Collected data
++++++++

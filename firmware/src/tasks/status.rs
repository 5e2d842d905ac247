//! ステータスレポートタスク
//!
//! バス状態を1秒ごとにログ出力します。

use embassy_time::{Duration, Ticker};

use crate::config;
use crate::fmt::*;
use crate::state::BUS_STATUS;

/// ステータスレポートタスク（1Hz）
#[embassy_executor::task]
pub async fn status_report_task() {
    info!("Status report task started");

    let mut ticker = Ticker::every(Duration::from_millis(config::STATUS_PERIOD_MS));

    loop {
        ticker.next().await;

        let status = *BUS_STATUS.lock().await;
        let mode = if status.active { "active" } else { "uncontrolled" };
        info!(
            "[Bus] Ud={}V, mode={}, Istand={}A, saturated={}, cycles={}",
            status.ud, mode, status.istand, status.saturated, status.cycles
        );
    }
}
// Gate drive abstraction
//
// The control core decides one command per leg per cycle and hands the
// result to a bridge implementation. Keeping the hardware behind a trait
// lets the whole cycle run on the host in tests.

/// Effective gate polarity for the committed cycle.
///
/// `ActiveHigh` passes duty values through unchanged and is used while the
/// rectifier free-runs on its body diodes. `ActiveLow` inverts the duty
/// sense so the relay levels drive the low-side switches.
#[derive(Debug, Clone, Copy, PartialEq, Eq)]
pub enum GatePolarity {
    ActiveHigh,
    ActiveLow,
}

/// Per-leg drive command for one control cycle
#[derive(Debug, Clone, Copy, PartialEq, Eq)]
pub enum LegCommand {
    /// Outputs disabled, leg conducts through the diodes only
    ForcedOff,
    /// Drive at the carrier's maximum duty
    MaxDuty,
    /// Drive at the carrier's minimum duty
    MinDuty,
}

/// Complete gate state committed at the end of a control cycle
#[derive(Debug, Clone, Copy, PartialEq, Eq)]
pub struct CycleOutput {
    pub polarity: GatePolarity,
    pub legs: [LegCommand; 3],
}

/// Hardware hooks the controller drives once per cycle.
///
/// `commit` applies the full gate state in one call so polarity and leg
/// commands never straddle a carrier period. `rearm_acquisition` is called
/// exactly once per cycle, after the history update, and must leave the
/// sampler ready for the next trigger.
pub trait RectifierBridge {
    fn commit(&mut self, output: &CycleOutput);
    fn rearm_acquisition(&mut self);
}
// Cycle history for offline inspection
//
// Six fixed-length rings sharing one write index. The control loops never
// read these back; external tooling does.

use libm::sqrtf;

use crate::acquisition::Measurements;

/// Default ring length: 20 ms of samples at the 10 kHz cycle rate
pub const HISTORY_LEN: usize = 200;

/// History buffers for the three line voltages and three phase currents.
///
/// The cycle counter doubles as the write index: it advances after every
/// record and wraps at `N`, overwriting the oldest entry. `N` must be
/// nonzero.
pub struct History<const N: usize = HISTORY_LEN> {
    uab: [f32; N],
    ubc: [f32; N],
    uca: [f32; N],
    ia: [f32; N],
    ib: [f32; N],
    ic: [f32; N],
    counter: usize,
}

impl<const N: usize> History<N> {
    pub const fn new() -> Self {
        Self {
            uab: [0.0; N],
            ubc: [0.0; N],
            uca: [0.0; N],
            ia: [0.0; N],
            ib: [0.0; N],
            ic: [0.0; N],
            counter: 0,
        }
    }

    /// Append one cycle's voltages and currents, then advance the counter
    pub fn record(&mut self, m: &Measurements) {
        self.uab[self.counter] = m.uab;
        self.ubc[self.counter] = m.ubc;
        self.uca[self.counter] = m.uca;
        self.ia[self.counter] = m.ia;
        self.ib[self.counter] = m.ib;
        self.ic[self.counter] = m.ic;
        self.counter = (self.counter + 1) % N;
    }

    /// Cycle counter, equal to the next write index
    pub fn counter(&self) -> usize {
        self.counter
    }

    pub fn uab(&self) -> &[f32; N] {
        &self.uab
    }

    pub fn ubc(&self) -> &[f32; N] {
        &self.ubc
    }

    pub fn uca(&self) -> &[f32; N] {
        &self.uca
    }

    pub fn ia(&self) -> &[f32; N] {
        &self.ia
    }

    pub fn ib(&self) -> &[f32; N] {
        &self.ib
    }

    pub fn ic(&self) -> &[f32; N] {
        &self.ic
    }
}

impl<const N: usize> Default for History<N> {
    fn default() -> Self {
        Self::new()
    }
}

/// Root-mean-square over one buffer window
pub fn rms(values: &[f32]) -> f32 {
    if values.is_empty() {
        return 0.0;
    }
    let mut sum = 0.0f32;
    for v in values {
        sum += v * v;
    }
    sqrtf(sum / values.len() as f32)
}

#[cfg(test)]
mod tests {
    use super::*;

    fn sample(value: f32) -> Measurements {
        Measurements {
            uab: value,
            ubc: value + 10.0,
            uca: value + 20.0,
            ia: -value,
            ..Default::default()
        }
    }

    #[test]
    fn test_counter_wraps_and_overwrites_oldest() {
        let mut history: History<4> = History::new();
        for k in 1..=5 {
            history.record(&sample(k as f32));
        }
        // The fifth record wrapped onto index 0
        assert_eq!(history.counter(), 1);
        assert_eq!(history.uab(), &[5.0, 2.0, 3.0, 4.0]);
        assert_eq!(history.ia(), &[-5.0, -2.0, -3.0, -4.0]);
    }

    #[test]
    fn test_buffers_share_one_index() {
        let mut history: History<4> = History::new();
        history.record(&sample(7.0));
        assert_eq!(history.counter(), 1);
        assert_eq!(history.uab()[0], 7.0);
        assert_eq!(history.ubc()[0], 17.0);
        assert_eq!(history.uca()[0], 27.0);
    }

    #[test]
    fn test_rms_of_constant() {
        assert!((rms(&[3.0; 8]) - 3.0).abs() < 1e-6);
    }

    #[test]
    fn test_rms_of_alternating_unit() {
        assert!((rms(&[1.0, -1.0, 1.0, -1.0]) - 1.0).abs() < 1e-6);
    }

    #[test]
    fn test_rms_of_empty_slice() {
        assert_eq!(rms(&[]), 0.0);
    }
}
#![macro_use]
#![allow(unused)]

use core::fmt::{Debug, Display, LowerHex};

#[cfg(all(feature = "defmt", feature = "log"))]
compile_error!("You may not enable both `defmt` and `log` features.");

#[collapse_debuginfo(yes)]
macro_rules! assert {
    ($($x:tt)*) => {
        {
            #[cfg(not(feature = "defmt"))]
            ::core::assert!($($x)*);
            #[cfg(feature = "defmt")]
            ::defmt::assert!($($x)*);
        }
    };
}

#[collapse_debuginfo(yes)]
macro_rules! assert_eq {
    ($($x:tt)*) => {
        {
            #[cfg(not(feature = "defmt"))]
            ::core::assert_eq!($($x)*);
            #[cfg(feature = "defmt")]
            ::defmt::assert_eq!($($x)*);
        }
    };
}

#[collapse_debuginfo(yes)]
macro_rules! assert_ne {
    ($($x:tt)*) => {
        {
            #[cfg(not(feature = "defmt"))]
            ::core::assert_ne!($($x)*);
            #[cfg(feature = "defmt")]
            ::defmt::assert_ne!($($x)*);
        }
    };
}

#[collapse_debuginfo(yes)]
macro_rules! debug_assert {
    ($($x:tt)*) => {
        {
            #[cfg(not(feature = "defmt"))]
            ::core::debug_assert!($($x)*);
            #[cfg(feature = "defmt")]
            ::defmt::debug_assert!($($x)*);
        }
    };
}

#[collapse_debuginfo(yes)]
macro_rules! debug_assert_eq {
    ($($x:tt)*) => {
        {
            #[cfg(not(feature = "defmt"))]
            ::core::debug_assert_eq!($($x)*);
            #[cfg(feature = "defmt")]
            ::defmt::debug_assert_eq!($($x)*);
        }
    };
}

#[collapse_debuginfo(yes)]
macro_rules! debug_assert_ne {
    ($($x:tt)*) => {
        {
            #[cfg(not(feature = "defmt"))]
            ::core::debug_assert_ne!($($x)*);
            #[cfg(feature = "defmt")]
            ::defmt::debug_assert_ne!($($x)*);
        }
    };
}

#[collapse_debuginfo(yes)]
macro_rules! todo {
    ($($x:tt)*) => {
        {
            #[cfg(not(feature = "defmt"))]
            ::core::todo!($($x)*);
            #[cfg(feature = "defmt")]
            ::defmt::todo!($($x)*);
        }
    };
}

#[cfg(not(feature = "defmt"))]
#[collapse_debuginfo(yes)]
macro_rules! unreachable {
    ($($x:tt)*) => {
        ::core::unreachable!($($x)*)
    };
}

#[cfg(feature = "defmt")]
#[collapse_debuginfo(yes)]
macro_rules! unreachable {
    ($($x:tt)*) => {
        ::defmt::unreachable!($($x)*)
    };
}

#[collapse_debuginfo(yes)]
macro_rules! panic {
    ($($x:tt)*) => {
        {
            #[cfg(not(feature = "defmt"))]
            ::core::panic!($($x)*);
            #[cfg(feature = "defmt")]
            ::defmt::panic!($($x)*);
        }
    };
}

#[collapse_debuginfo(yes)]
macro_rules! trace {
    ($s:literal $(, $x:expr)* $(,)?) => {
        {
            #[cfg(feature = "log")]
            ::log::trace!($s $(, $x)*);
            #[cfg(feature = "defmt")]
            ::defmt::trace!($s $(, $x)*);
            #[cfg(not(any(feature = "log", feature="defmt")))]
            let _ = ($( & $x ),*);
        }
    };
}

#[collapse_debuginfo(yes)]
macro_rules! debug {
    ($s:literal $(, $x:expr)* $(,)?) => {
        {
            #[cfg(feature = "log")]
            ::log::debug!($s $(, $x)*);
            #[cfg(feature = "defmt")]
            ::defmt::debug!($s $(, $x)*);
            #[cfg(not(any(feature = "log", feature="defmt")))]
            let _ = ($( & $x ),*);
        }
    };
}

#[collapse_debuginfo(yes)]
macro_rules! info {
    ($s:literal $(, $x:expr)* $(,)?) => {
        {
            #[cfg(feature = "log")]
            ::log::info!($s $(, $x)*);
            #[cfg(feature = "defmt")]
            ::defmt::info!($s $(, $x)*);
            #[cfg(not(any(feature = "log", feature="defmt")))]
            let _ = ($( & $x ),*);
        }
    };
}

#[collapse_debuginfo(yes)]
macro_rules! warn {
    ($s:literal $(, $x:expr)* $(,)?) => {
        {
            #[cfg(feature = "log")]
            ::log::warn!($s $(, $x)*);
            #[cfg(feature = "defmt")]
            ::defmt::warn!($s $(, $x)*);
            #[cfg(not(any(feature = "log", feature="defmt")))]
            let _ = ($( & $x ),*);
        }
    };
}

#[collapse_debuginfo(yes)]
macro_rules! error {
    ($s:literal $(, $x:expr)* $(,)?) => {
        {
            #[cfg(feature = "log")]
            ::log::error!($s $(, $x)*);
            #[cfg(feature = "defmt")]
            ::defmt::error!($s $(, $x)*);
            #[cfg(not(any(feature = "log", feature="defmt")))]
            let _ = ($( & $x ),*);
        }
    };
}

#[cfg(feature = "defmt")]
#[collapse_debuginfo(yes)]
macro_rules! unwrap {
    ($($x:tt)*) => {
        ::defmt::unwrap!($($x)*)
    };
}

#[cfg(not(feature = "defmt"))]
#[collapse_debuginfo(yes)]
macro_rules! unwrap {
    ($arg:expr) => {
        match $crate::fmt::Try::into_result($arg) {
            ::core::result::Result::Ok(t) => t,
            ::core::result::Result::Err(e) => {
                ::core::panic!("unwrap of `{}` failed: {:?}", ::core::stringify!($arg), e);
            }
        }
    };
    ($arg:expr, $($msg:expr),+ $(,)? ) => {
        match $crate::fmt::Try::into_result($arg) {
            ::core::result::Result::Ok(t) => t,
            ::core::result::Result::Err(e) => {
                ::core::panic!("unwrap of `{}` failed: {}: {:?}", ::core::stringify!($arg), ::core::format_args!($($msg,)*), e);
            }
        }
    }
}

#[derive(Debug, Copy, Clone, Eq, PartialEq)]
pub struct NoneError;

pub trait Try {
    type Ok;
    type Error;
    fn into_result(self) -> Result<Self::Ok, Self::Error>;
}

impl<T> Try for Option<T> {
    type Ok = T;
    type Error = NoneError;

    #[inline]
    fn into_result(self) -> Result<T, NoneError> {
        self.ok_or(NoneError)
    }
}

impl<T, E> Try for Result<T, E> {
    type Ok = T;
    type Error = E;

    #[inline]
    fn into_result(self) -> Self {
        self
    }
}

pub(crate) struct Bytes<'a>(pub &'a [u8]);

impl<'a> Debug for Bytes<'a> {
    fn fmt(&self, f: &mut core::fmt::Formatter<'_>) -> core::fmt::Result {
        write!(f, "{:#02x?}", self.0)
    }
}

impl<'a> Display for Bytes<'a> {
    fn fmt(&self, f: &mut core::fmt::Formatter<'_>) -> core::fmt::Result {
        write!(f, "{:#02x?}", self.0)
    }
}

impl<'a> LowerHex for Bytes<'a> {
    fn fmt(&self, f: &mut core::fmt::Formatter<'_>) -> core::fmt::Result {
        write!(f, "{:#02x?}", self.0)
    }
}

#[cfg(feature = "defmt")]
impl<'a> defmt::Format for Bytes<'a> {
    fn format(&self, fmt: defmt::Formatter) {
        defmt::write!(fmt, "{:02x}", self.0)
    }
}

++++++++

**Task requirements**
Which lines belong in the answer? Exactly those from the first line of the entries through the line holding "behind a trait", inclusive, copied unchanged.

**Answer space**
filename firmware/src/tasks/status.rs
repository 5e2d842d905ac247
//! ステータスレポートタスク
//!
//! バス状態を1秒ごとにログ出力します。

use embassy_time::{Duration, Ticker};

use crate::config;
use crate::fmt::*;
use crate::state::BUS_STATUS;

/// ステータスレポートタスク（1Hz）
#[embassy_executor::task]
pub async fn status_report_task() {
    info!("Status report task started");

    let mut ticker = Ticker::every(Duration::from_millis(config::STATUS_PERIOD_MS));

    loop {
        ticker.next().await;

        let status = *BUS_STATUS.lock().await;
        let mode = if status.active { "active" } else { "uncontrolled" };
        info!(
            "[Bus] Ud={}V, mode={}, Istand={}A, saturated={}, cycles={}",
            status.ud, mode, status.istand, status.saturated, status.cycles
        );
    }
}
// Gate drive abstraction
//
// The control core decides one command per leg per cycle and hands the
// result to a bridge implementation. Keeping the hardware behind a trait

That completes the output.